Review: Things Fall Apart, by Chinua Achebe
Things Fall Apart is a novel of loss and cultural contact. It tells the story of a west African village community some time around the turn of the last century, from the point of view of its prominent citizen, at an especially transitional time. The plot moves from the drama of local life to the drama of its disruption by British colonials and missionaries (evidently penetrating further up the Niger than the slave trade did). It's told from the African perspective in the vehicle of an English-language novel, which is an interesting contrast on its face. If it works as a window on traditions that are unfamiliar to most English speakers, that hardly seems to have been the intent. I don't believe for a second that it was written with the edification of the colonialist culture in mind, and Achebe's defense of writing in English includes his schooling and habits, and the fact that the native Igbo written form was drained of its lyricism when the Brits went and standardized it. The author himself grew up among the Igbo communities in Nigeria, but as a recognizably bright kid, quickly found himself moved into the European educational system. The novel could be a chronicle of his parents' or grandparents' generation.
It is a short, compact book. And while it's recognizable as a "novel," the happenings of the plot move on without a overburdening heap of western literary tradition. There's not much in the way of foreshadowing, for example, and no quasi-scientific psychological churnings, but the actions make sense both in the context of the setting, as well as in a broader human one. You can get a sense of an African storytelling tradition in there (or at least to the extent I've been exposed to it--this amounts to some folktales I read in grade school and since, and some writers who were enchanted by them), and the early characterization runs short and sweet like that, introducing the outlines of the characters, and then filling up the narrative with story elements that illustrate their traits. In that sense, the people often feel like archetypes, but if they are, they are not simple ones, and there is not a lack of depth to them. It is just revealed simply, which is a powerful thing to pull off.
The story is told in two broad parts. The first is the rise and fall of Okonkwo, the protagonist, within his own community. Okonkwo is a fairly complicated man with any number of uneasy conflicts at his core (that could certainly offer plenty of material for agonizing psychoanalysis were this a different kind of book). The product of a difficult childhood, he rebels by becoming ten times the man that he felt his father was, which brings him relentlessly close to tradition, and perpetually on the verge of violence. His anger, his work ethic, and his discipline conflict with his actual affections, and if he makes some progress toward reconciliation, it takes an arbitrary loss to bring him down the first time. I'd describe the first half of the novel as a tale about the costs of ambition and the fragility of success.
Against a cultural invasion that has grown in momentum (and force) during his exile, however, Okonkwo finds he is much less well prepared. Missing some expected literary tells, I didn't quite predict the dramatic arc, making the climax that much more unexpected, even as, looking back (starting with the title, so maybe there's one cue, duh), it seems inevitable. But until Okonkwo meets the new authorities, the culture shock is delivered in the second half of the book in small, relentless sparks. I was reminded suddenly at the end that Achebe had been gauging the story for its moral impact as well, and it hit me like a hammer.

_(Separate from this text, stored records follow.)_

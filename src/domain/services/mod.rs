//! Domain services - stateless decision logic

mod redaction;
mod retention;

pub use redaction::{redact, redact_args, REDACTED};
pub use retention::RetentionPolicy;
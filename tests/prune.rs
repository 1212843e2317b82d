//! Version pruning after deploy.
//!
//! Run with: cargo test --test prune

mod common;

use common::*;
use gae_deploy::{prune_versions, DeployError, DeployUseCase, ServiceIdentity};

const LIST: &[&str] = &["app", "versions", "list"];
const DELETE: &[&str] = &["app", "versions", "delete"];

#[test]
fn deletes_everything_outside_the_window_in_one_call() {
    let dir = workdir(&[("app.yaml", DEFAULT_APP_YAML)]);
    let mut config = config("deploy", dir.path());
    config.version = Some("v3".to_string());
    config.max_versions = 2;

    let runner = RecordingRunner::new().with_output(LIST, LISTING_IDLE);
    let mut use_case = DeployUseCase::new(runner);
    let report = use_case.execute(&config).unwrap();

    let pruned = report.pruned.unwrap();
    assert_eq!(pruned.service, ServiceIdentity::new("default"));
    assert_eq!(pruned.listed.len(), 4);
    assert_eq!(pruned.deleted, vec!["v1", "v0"]);

    let runner = use_case.into_runner();
    let list = runner.matching(LIST);
    assert_eq!(list.len(), 1);
    assert!(list[0].captured);
    assert_eq!(
        list[0].line(),
        "gcloud app versions list --service default --project acme-prod --format json --sort-by ~version.createTime --quiet"
    );

    let delete = runner.matching(DELETE);
    assert_eq!(delete.len(), 1);
    assert_eq!(
        delete[0].line(),
        "gcloud app versions delete --service default --project acme-prod --quiet v1 v0"
    );
}

#[test]
fn serving_versions_survive_outside_the_window() {
    let dir = workdir(&[("app.yaml", API_APP_YAML)]);
    let mut config = config("deploy", dir.path());
    config.version = Some("v3".to_string());
    config.max_versions = 1;

    let mut runner = RecordingRunner::new().with_output(LIST, LISTING_SERVING_V2);
    let report = prune_versions(&mut runner, &config).unwrap();

    assert_eq!(report.service.as_str(), "api");
    assert_eq!(report.deleted, vec!["v1", "v0"]);
    assert_eq!(
        runner.matching(DELETE)[0].args,
        vec!["app", "versions", "delete", "--service", "api", "--project", "acme-prod", "--quiet", "v1", "v0"]
    );
}

#[test]
fn deployed_version_survives_outside_the_window() {
    let dir = workdir(&[("app.yaml", DEFAULT_APP_YAML)]);
    let mut config = config("deploy", dir.path());
    config.version = Some("v1".to_string());
    config.max_versions = 1;

    let mut runner = RecordingRunner::new().with_output(LIST, LISTING_IDLE);
    let report = prune_versions(&mut runner, &config).unwrap();

    assert_eq!(report.deleted, vec!["v2", "v0"]);
}

#[test]
fn nothing_to_delete_makes_no_delete_call() {
    let dir = workdir(&[("app.yaml", DEFAULT_APP_YAML)]);
    let mut config = config("deploy", dir.path());
    config.max_versions = 5;

    let mut runner = RecordingRunner::new().with_output(LIST, LISTING_SERVING_V2);
    let report = prune_versions(&mut runner, &config).unwrap();

    assert!(report.deleted.is_empty());
    assert_eq!(runner.calls.len(), 1);
    assert!(runner.matching(DELETE).is_empty());
}

#[test]
fn empty_listing_is_not_an_error() {
    let dir = workdir(&[("app.yaml", DEFAULT_APP_YAML)]);
    let mut config = config("deploy", dir.path());
    config.max_versions = 1;

    let mut runner = RecordingRunner::new().with_output(LIST, "\n");
    let report = prune_versions(&mut runner, &config).unwrap();

    assert!(report.listed.is_empty());
    assert!(runner.matching(DELETE).is_empty());
}

#[test]
fn legacy_module_key_names_the_service() {
    let dir = workdir(&[("app.yaml", WORKER_MODULE_YAML)]);
    let mut config = config("update", dir.path());
    config.max_versions = 3;

    let mut runner = RecordingRunner::new().with_output(LIST, "[]");
    let report = prune_versions(&mut runner, &config).unwrap();

    assert_eq!(report.service.as_str(), "worker");
    assert!(runner.calls[0].args.contains(&"worker".to_string()));
}

#[test]
fn listing_failure_after_a_successful_deploy() {
    let dir = workdir(&[("app.yaml", DEFAULT_APP_YAML)]);
    let mut config = config("deploy", dir.path());
    config.max_versions = 2;

    let runner = RecordingRunner::new().failing_on(LIST);
    let mut use_case = DeployUseCase::new(runner);
    let err = use_case.execute(&config).unwrap_err();

    assert!(matches!(err, DeployError::ListVersions(_)));
    assert_eq!(err.to_string(), "error listing versions: gcloud exited with status 1");
    // the deploy itself already happened
    assert_eq!(use_case.runner().matching(&["app", "deploy"]).len(), 1);
}

#[test]
fn malformed_listing_is_a_decode_error() {
    let dir = workdir(&[("app.yaml", DEFAULT_APP_YAML)]);
    let mut config = config("deploy", dir.path());
    config.max_versions = 2;

    let mut runner = RecordingRunner::new().with_output(LIST, "Listed 0 items.");
    let err = prune_versions(&mut runner, &config).unwrap_err();

    assert!(matches!(err, DeployError::DecodeVersions(_)));
}

#[test]
fn delete_failure_is_reported() {
    let dir = workdir(&[("app.yaml", DEFAULT_APP_YAML)]);
    let mut config = config("deploy", dir.path());
    config.max_versions = 1;

    let mut runner = RecordingRunner::new()
        .with_output(LIST, LISTING_IDLE)
        .failing_on(DELETE);
    let err = prune_versions(&mut runner, &config).unwrap_err();

    assert_eq!(err.to_string(), "error deleting versions: gcloud exited with status 1");
}

#[test]
fn missing_app_yaml_is_reported_with_its_path() {
    let dir = workdir(&[]);
    let mut config = config("deploy", dir.path());
    config.max_versions = 1;

    let mut runner = RecordingRunner::new();
    let err = prune_versions(&mut runner, &config).unwrap_err();

    assert!(matches!(err, DeployError::ReadAppFile { .. }));
    assert!(err.to_string().contains("app.yaml"));
    assert!(runner.calls.is_empty());
}
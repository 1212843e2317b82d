//! Deployed version entity

use serde::Deserialize;

/// One deployed version of a service, as reported by `gcloud app versions list`
#[derive(Debug, Clone, PartialEq, Deserialize)]
pub struct VersionRecord {
    /// Version identifier
    pub id: String,
    /// Fraction of live traffic routed to this version (0.0 to 1.0)
    #[serde(default)]
    pub traffic_split: f64,
}

impl VersionRecord {
    pub fn new(id: impl Into<String>, traffic_split: f64) -> Self {
        Self {
            id: id.into(),
            traffic_split,
        }
    }

    /// A version receiving any live traffic must not be deleted
    pub fn is_serving(&self) -> bool {
        self.traffic_split > 0.0
    }
}

/// Parse a JSON version listing, preserving its order.
///
/// `gcloud` prints nothing at all for a service without versions, which is
/// treated as an empty listing.
pub fn parse_listing(stdout: &[u8]) -> Result<Vec<VersionRecord>, serde_json::Error> {
    if stdout.iter().all(u8::is_ascii_whitespace) {
        return Ok(Vec::new());
    }
    serde_json::from_slice(stdout)
}
//! Secret redaction for command log lines
//!
//! Two flags carry secrets:
//! - `--oauth2_access_token <token>`: the whole following argument is secret
//! - `-E <key>:<value>`: the value part of the following argument is secret
//!
//! Redaction works on the argument vector rather than on the joined display
//! string, so a value is hidden completely whatever it contains: spaces,
//! newlines, or a JSON object with nested braces.

/// Placeholder shown instead of a secret value
pub const REDACTED: &str = "[redacted]";

const TOKEN_FLAG: &str = "--oauth2_access_token";
const ENV_FLAG: &str = "-E";

#[derive(Debug, Clone, Copy)]
enum Secret {
    Token,
    EnvValue,
}

fn secret_after(flag: &str) -> Option<Secret> {
    match flag {
        TOKEN_FLAG => Some(Secret::Token),
        ENV_FLAG => Some(Secret::EnvValue),
        _ => None,
    }
}

/// Return a copy of `args` with every secret value replaced by [`REDACTED`].
pub fn redact<S: AsRef<str>>(args: &[S]) -> Vec<String> {
    let mut out = Vec::with_capacity(args.len());
    let mut pending = None;

    for arg in args {
        let arg = arg.as_ref();
        let shown = match pending.take() {
            Some(Secret::Token) => REDACTED.to_string(),
            Some(Secret::EnvValue) => redact_env_pair(arg),
            None => {
                pending = secret_after(arg);
                redact_inline(arg)
            }
        };
        out.push(shown);
    }

    out
}

/// Redact `args` and join them with single spaces for a log line.
pub fn redact_args<S: AsRef<str>>(args: &[S]) -> String {
    redact(args).join(" ")
}

// KEY:VALUE keeps the key visible
fn redact_env_pair(pair: &str) -> String {
    match pair.split_once(':') {
        Some((key, _)) => format!("{key}:{REDACTED}"),
        None => REDACTED.to_string(),
    }
}

// --oauth2_access_token=TOKEN passed as a single argument
fn redact_inline(arg: &str) -> String {
    match arg.strip_prefix(TOKEN_FLAG).and_then(|rest| rest.strip_prefix('=')) {
        Some(_) => format!("{TOKEN_FLAG}={REDACTED}"),
        None => arg.to_string(),
    }
}
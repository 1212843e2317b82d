//! Infrastructure layer
//!
//! Concrete adapters behind the domain ports:
//! - `process`: the process-backed `CommandRunner`
//! - `tools`: argument builders for `gcloud` and `appcfg.py`
//! - `fs`: auxiliary file materialization and the credential key file

pub mod fs;
pub mod process;
pub mod tools;
//! gae-deploy - App Engine deployment for CI pipelines
//!
//! Translates a validated deployment configuration into an ordered sequence of
//! `gcloud` or `appcfg.py` invocations, runs them, and optionally prunes stale
//! versions of the deployed service afterwards.

pub mod application;
pub mod config;
pub mod domain;
pub mod error;
pub mod infrastructure;

// Re-exports for convenience
pub use application::{acquire_access_token, prune_versions, DeployReport, DeployUseCase, PruneReport};
pub use config::{ConfigError, ConfigWarning, DeploymentConfig};
pub use domain::entities::{ServiceIdentity, VersionRecord};
pub use domain::ports::{CommandError, CommandRunner};
pub use domain::services::{redact_args, RetentionPolicy};
pub use domain::value_objects::{AuxFile, ToolFamily};
pub use error::{DeployError, DeployResult};
pub use infrastructure::process::{Environ, Sink};
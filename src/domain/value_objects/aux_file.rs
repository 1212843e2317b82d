//! Auxiliary configuration files App Engine expects under fixed names

use std::fmt;

/// Role of an auxiliary descriptor in the deployment directory
#[derive(Debug, Clone, Copy, PartialEq, Eq, Hash)]
pub enum AuxFile {
    /// Primary application descriptor
    App,
    /// Scheduled tasks
    Cron,
    /// Request routing rules
    Dispatch,
    /// Task queues
    Queue,
}

impl AuxFile {
    /// Every role, in materialization order
    pub const ALL: [AuxFile; 4] = [AuxFile::App, AuxFile::Cron, AuxFile::Dispatch, AuxFile::Queue];

    /// The file name the platform tooling reads
    pub fn platform_name(&self) -> &'static str {
        match self {
            AuxFile::App => "app.yaml",
            AuxFile::Cron => "cron.yaml",
            AuxFile::Dispatch => "dispatch.yaml",
            AuxFile::Queue => "queue.yaml",
        }
    }

    /// Logical role name used in error messages
    pub fn role(&self) -> &'static str {
        match self {
            AuxFile::App => "app",
            AuxFile::Cron => "cron",
            AuxFile::Dispatch => "dispatch",
            AuxFile::Queue => "queue",
        }
    }
}

impl fmt::Display for AuxFile {
    fn fmt(&self, f: &mut fmt::Formatter<'_>) -> fmt::Result {
        f.write_str(self.role())
    }
}
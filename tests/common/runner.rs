//! Recording fake for the command runner port

use gae_deploy::{CommandError, CommandRunner};

/// One recorded call
#[derive(Debug, Clone, PartialEq, Eq)]
pub struct Invocation {
    pub program: String,
    pub args: Vec<String>,
    /// Whether the call went through `run_captured`
    pub captured: bool,
}

impl Invocation {
    /// `program` followed by the arguments, space separated
    pub fn line(&self) -> String {
        std::iter::once(self.program.as_str())
            .chain(self.args.iter().map(String::as_str))
            .collect::<Vec<_>>()
            .join(" ")
    }

    pub fn starts_with(&self, prefix: &[&str]) -> bool {
        self.args.len() >= prefix.len() && self.args.iter().zip(prefix).all(|(a, p)| a == p)
    }
}

/// Records every invocation; never spawns anything.
///
/// Captured stdout and failures are scripted by argument prefix, so a test
/// can answer `app versions list` with a listing or fail `app deploy`.
#[derive(Debug, Default)]
pub struct RecordingRunner {
    pub calls: Vec<Invocation>,
    outputs: Vec<(Vec<String>, Vec<u8>)>,
    failures: Vec<Vec<String>>,
}

impl RecordingRunner {
    pub fn new() -> Self {
        Self::default()
    }

    /// Answer captured calls whose arguments start with `prefix`
    pub fn with_output(mut self, prefix: &[&str], stdout: impl Into<Vec<u8>>) -> Self {
        self.outputs.push((to_strings(prefix), stdout.into()));
        self
    }

    /// Fail calls whose arguments start with `prefix` with exit status 1
    pub fn failing_on(mut self, prefix: &[&str]) -> Self {
        self.failures.push(to_strings(prefix));
        self
    }

    pub fn lines(&self) -> Vec<String> {
        self.calls.iter().map(Invocation::line).collect()
    }

    /// Calls whose arguments start with `prefix`
    pub fn matching(&self, prefix: &[&str]) -> Vec<&Invocation> {
        self.calls.iter().filter(|call| call.starts_with(prefix)).collect()
    }

    fn record(&mut self, program: &str, args: &[String], captured: bool) -> Result<(), CommandError> {
        let call = Invocation {
            program: program.to_string(),
            args: args.to_vec(),
            captured,
        };
        let fails = self
            .failures
            .iter()
            .any(|prefix| call.starts_with(&prefix.iter().map(String::as_str).collect::<Vec<_>>()));
        self.calls.push(call);

        if fails {
            Err(CommandError::Exit {
                program: program.to_string(),
                code: Some(1),
            })
        } else {
            Ok(())
        }
    }
}

impl CommandRunner for RecordingRunner {
    fn run(&mut self, program: &str, args: &[String]) -> Result<(), CommandError> {
        self.record(program, args, false)
    }

    fn run_captured(&mut self, program: &str, args: &[String]) -> Result<Vec<u8>, CommandError> {
        self.record(program, args, true)?;
        let stdout = self
            .outputs
            .iter()
            .find(|(prefix, _)| args.len() >= prefix.len() && args.iter().zip(prefix).all(|(a, p)| a == p))
            .map(|(_, stdout)| stdout.clone())
            .unwrap_or_default();
        Ok(stdout)
    }
}

fn to_strings(tokens: &[&str]) -> Vec<String> {
    tokens.iter().map(|token| token.to_string()).collect()
}
//! Filesystem adapters

mod key_file;
mod materialize;

pub use key_file::KeyFile;
pub use materialize::{materialize, render, MaterializeError};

The sometimes fable-like quality of the telling lends to that feeling of universality. Transporting the reader to a less modern setting seems like it can be a perilous exercise, one that can lurch into spectacle, judgement, piety, or insincerity, but Achebe avoids all this. Tribal life is different from mine, but it's given matter-of-factly, on its own terms, with obvious room for joy, loss, failure, decency, deceit, frustration, respect, and so on: all the range of human drama that we will find anywhere. The author doesn't really romanticize the culture left behind (there is surely sadness and fondness in the memory, but it's implicit) or brought in (there are good and bad missionaries too, also trending toward archetype), and although the mind and motives of the African characters is accessible, they don't betray modern thinking at moments convenient to the plot (like you might get in any number of mediocre speculative fiction novels).

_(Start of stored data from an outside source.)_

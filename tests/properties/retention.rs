//! Property tests for the version retention rule.

use proptest::prelude::*;

use gae_deploy::{RetentionPolicy, VersionRecord};

/// Newest-first listing with unique ids; roughly one in four versions serves
/// traffic.
fn listing() -> impl Strategy<Value = Vec<VersionRecord>> {
    proptest::collection::vec(prop_oneof![3 => Just(0.0), 1 => 0.01f64..=1.0], 0..16).prop_map(|splits| {
        splits
            .into_iter()
            .enumerate()
            .map(|(i, split)| VersionRecord::new(format!("v{i}"), split))
            .collect()
    })
}

proptest! {
    #![proptest_config(ProptestConfig {
        cases: 256,
        .. ProptestConfig::default()
    })]

    /// PROPERTY: a version is deleted iff it is outside the window, is not the
    /// deployed version, and serves no traffic.
    #[test]
    fn property_deleted_iff_stale(
        versions in listing(),
        keep in 1usize..8,
        deployed_index in proptest::option::of(0usize..20),
    ) {
        let deployed = deployed_index.map(|i| format!("v{i}"));
        let policy = RetentionPolicy::new(keep);

        let deleted = policy.select_for_deletion(&versions, deployed.as_deref());

        for (position, version) in versions.iter().enumerate() {
            let stale = position >= keep
                && deployed.as_deref() != Some(version.id.as_str())
                && version.traffic_split == 0.0;
            prop_assert_eq!(deleted.contains(&version.id), stale, "version {}", version.id);
        }
    }

    /// PROPERTY: deletions keep listing order and never exceed the listing.
    #[test]
    fn property_deletions_are_an_ordered_subset(
        versions in listing(),
        keep in 1usize..8,
    ) {
        let deleted = RetentionPolicy::new(keep).select_for_deletion(&versions, None);

        let ids: Vec<&str> = versions.iter().map(|v| v.id.as_str()).collect();
        let positions: Vec<usize> = deleted
            .iter()
            .map(|id| ids.iter().position(|candidate| candidate == id).unwrap())
            .collect();
        prop_assert!(positions.windows(2).all(|w| w[0] < w[1]));
        prop_assert!(deleted.len() <= versions.len().saturating_sub(keep));
    }
}
//! Value objects - small immutable types with no identity

mod action;
mod aux_file;

pub use action::{triggers_pruning, ToolFamily, GCLOUD_ACTIONS, PRUNING_ACTIONS};
pub use aux_file::AuxFile;
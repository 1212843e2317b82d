//! Service account key file for `gcloud auth activate-service-account`

use std::fs::{self, OpenOptions};
use std::io::{self, Write};
use std::path::{Path, PathBuf};

/// A credential file that is removed when dropped
///
/// Removal failures are logged, not raised: the plugin normally runs in an
/// ephemeral container that discards the file anyway.
#[derive(Debug)]
pub struct KeyFile {
    path: PathBuf,
}

impl KeyFile {
    /// Write `token` to `path`, readable by the owner only.
    pub fn write(path: &Path, token: &str) -> io::Result<Self> {
        let mut options = OpenOptions::new();
        options.write(true).create(true).truncate(true);
        #[cfg(unix)]
        {
            use std::os::unix::fs::OpenOptionsExt;
            options.mode(0o600);
        }

        let mut file = options.open(path)?;
        file.write_all(token.as_bytes())?;
        file.sync_all()?;

        Ok(Self {
            path: path.to_path_buf(),
        })
    }

    pub fn path(&self) -> &Path {
        &self.path
    }

    /// Best-effort removal of a key file at `path`
    pub fn remove(path: &Path) {
        match fs::remove_file(path) {
            Ok(()) => {}
            Err(err) if err.kind() == io::ErrorKind::NotFound => {}
            Err(err) => log::warn!("error removing token file {}: {}", path.display(), err),
        }
    }
}

impl Drop for KeyFile {
    fn drop(&mut self) {
        Self::remove(&self.path);
    }
}
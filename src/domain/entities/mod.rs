//! Domain entities

mod service;
mod version;

pub use service::ServiceIdentity;
pub use version::{parse_listing, VersionRecord};
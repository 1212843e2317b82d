//! Scoped stdout redirection

use std::mem;

use super::environ::Environ;
use super::sink::Sink;
use crate::domain::ports::CommandError;

/// Holds an [`Environ`] whose stdout is redirected into memory.
///
/// The previous sink is put back when the guard is dropped or consumed with
/// [`StdoutCapture::into_bytes`], including on early return through `?`.
#[derive(Debug)]
pub struct StdoutCapture<'a> {
    environ: &'a mut Environ,
    saved: Option<Sink>,
}

impl<'a> StdoutCapture<'a> {
    pub(super) fn new(environ: &'a mut Environ) -> Self {
        let saved = mem::replace(&mut environ.stdout, Sink::buffer());
        Self {
            environ,
            saved: Some(saved),
        }
    }

    /// Run a command with stdout going to the capture buffer.
    pub fn run(&mut self, program: &str, args: &[String]) -> Result<(), CommandError> {
        self.environ.run(program, args)
    }

    /// Restore the original sink and return everything captured.
    pub fn into_bytes(mut self) -> Vec<u8> {
        match self.restore() {
            Some(Sink::Buffer(captured)) => captured,
            _ => Vec::new(),
        }
    }

    fn restore(&mut self) -> Option<Sink> {
        let saved = self.saved.take()?;
        Some(mem::replace(&mut self.environ.stdout, saved))
    }
}

impl Drop for StdoutCapture<'_> {
    fn drop(&mut self) {
        self.restore();
    }
}

#[cfg(all(test, unix))]
mod tests {
    use super::*;
    use crate::domain::ports::CommandRunner;

    fn environ() -> Environ {
        Environ::new("/tmp", Vec::new())
            .with_stdout(Sink::buffer())
            .with_log(Sink::Null)
    }

    fn echo(text: &str) -> Vec<String> {
        vec![text.to_string()]
    }

    #[test]
    fn captured_output_does_not_reach_original_sink() {
        let mut env = environ();

        let captured = {
            let mut capture = env.capture_stdout();
            capture.run("/bin/echo", &echo("[]")).unwrap();
            capture.into_bytes()
        };

        assert_eq!(captured, b"[]\n");
        assert_eq!(env.stdout().buffered(), Some(&b""[..]));
    }

    #[test]
    fn sink_is_restored_when_command_fails() {
        let mut env = environ();

        let result = env.run_captured("/bin/sh", &["-c".to_string(), "echo partial; exit 1".to_string()]);
        assert!(result.is_err());

        env.run("/bin/echo", &echo("after")).unwrap();
        assert_eq!(env.stdout().buffered(), Some(&b"after\n"[..]));
    }

    #[test]
    fn sink_is_restored_when_guard_is_dropped() {
        let mut env = environ();
        {
            let mut capture = env.capture_stdout();
            capture.run("/bin/echo", &echo("lost")).unwrap();
        }
        env.run("/bin/echo", &echo("kept")).unwrap();
        assert_eq!(env.stdout().buffered(), Some(&b"kept\n"[..]));
    }
}
//! Domain-level constants.
//!
//! These constants define business rules and validation requirements.

// =============================================================================
// User Roles
// =============================================================================

/// Platform-wide administrator, not bound to a daycare
pub const ROLE_SUPER_ADMIN: &str = "super_admin";

/// Daycare administrator
pub const ROLE_ADMIN: &str = "admin";

/// Default role assigned to new staff users
pub const ROLE_USER: &str = "user";

/// Parent portal account
pub const ROLE_PARENT: &str = "parent";

// =============================================================================
// Validation
// =============================================================================

/// Minimum password length requirement
pub const MIN_PASSWORD_LENGTH: usize = 8;

/// Maximum length of a daycare (organization) code
pub const ORGANIZATION_CODE_MAX_LENGTH: usize = 6;

// =============================================================================
// Subscription
// =============================================================================

/// Length of the free trial granted on signup
pub const TRIAL_LENGTH_DAYS: i64 = 14;

/// Seconds per day (for trial countdown calculation)
pub const SECONDS_PER_DAY: i64 = 86_400;

// =============================================================================
// Notices
// =============================================================================

/// Default display duration for notices in milliseconds
pub const DEFAULT_NOTICE_DURATION_MS: u64 = 4000;

/// Display duration for notices that must stay on screen longer
pub const EXTENDED_NOTICE_DURATION_MS: u64 = 8000;

/// Who users are told to contact when a trial has lapsed
pub const DEFAULT_SUPPORT_CONTACT: &str = "GDI Digital Solutions";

If it seems a little sacrilegious to compare it to sf, please bear with me: it is the genre with which I usually associate stories of first contact and (you might blame Tolkien for this one) decline of an older, more firmly rooted culture. It's full of writers that try very hard to represent the subversion of different societies, with wildly mixed results. It's enough to get a sense for just how bloody hard it is to develop an understanding that is both accessible to a wide audience and which comes off as authentic. I found myself brewing up similar comments for this review, for example, as I did about Mission Child, also impressed at the skill it took to present an intimate portrait from the point of view of the invaded, but someone like McHugh has exceptional works like this one in her canon to draw from. Achebe's not inventing the world he writes about, and is instead portraying directly his own experiences of two cultures, living in one, and remembering the other with humanity and regret.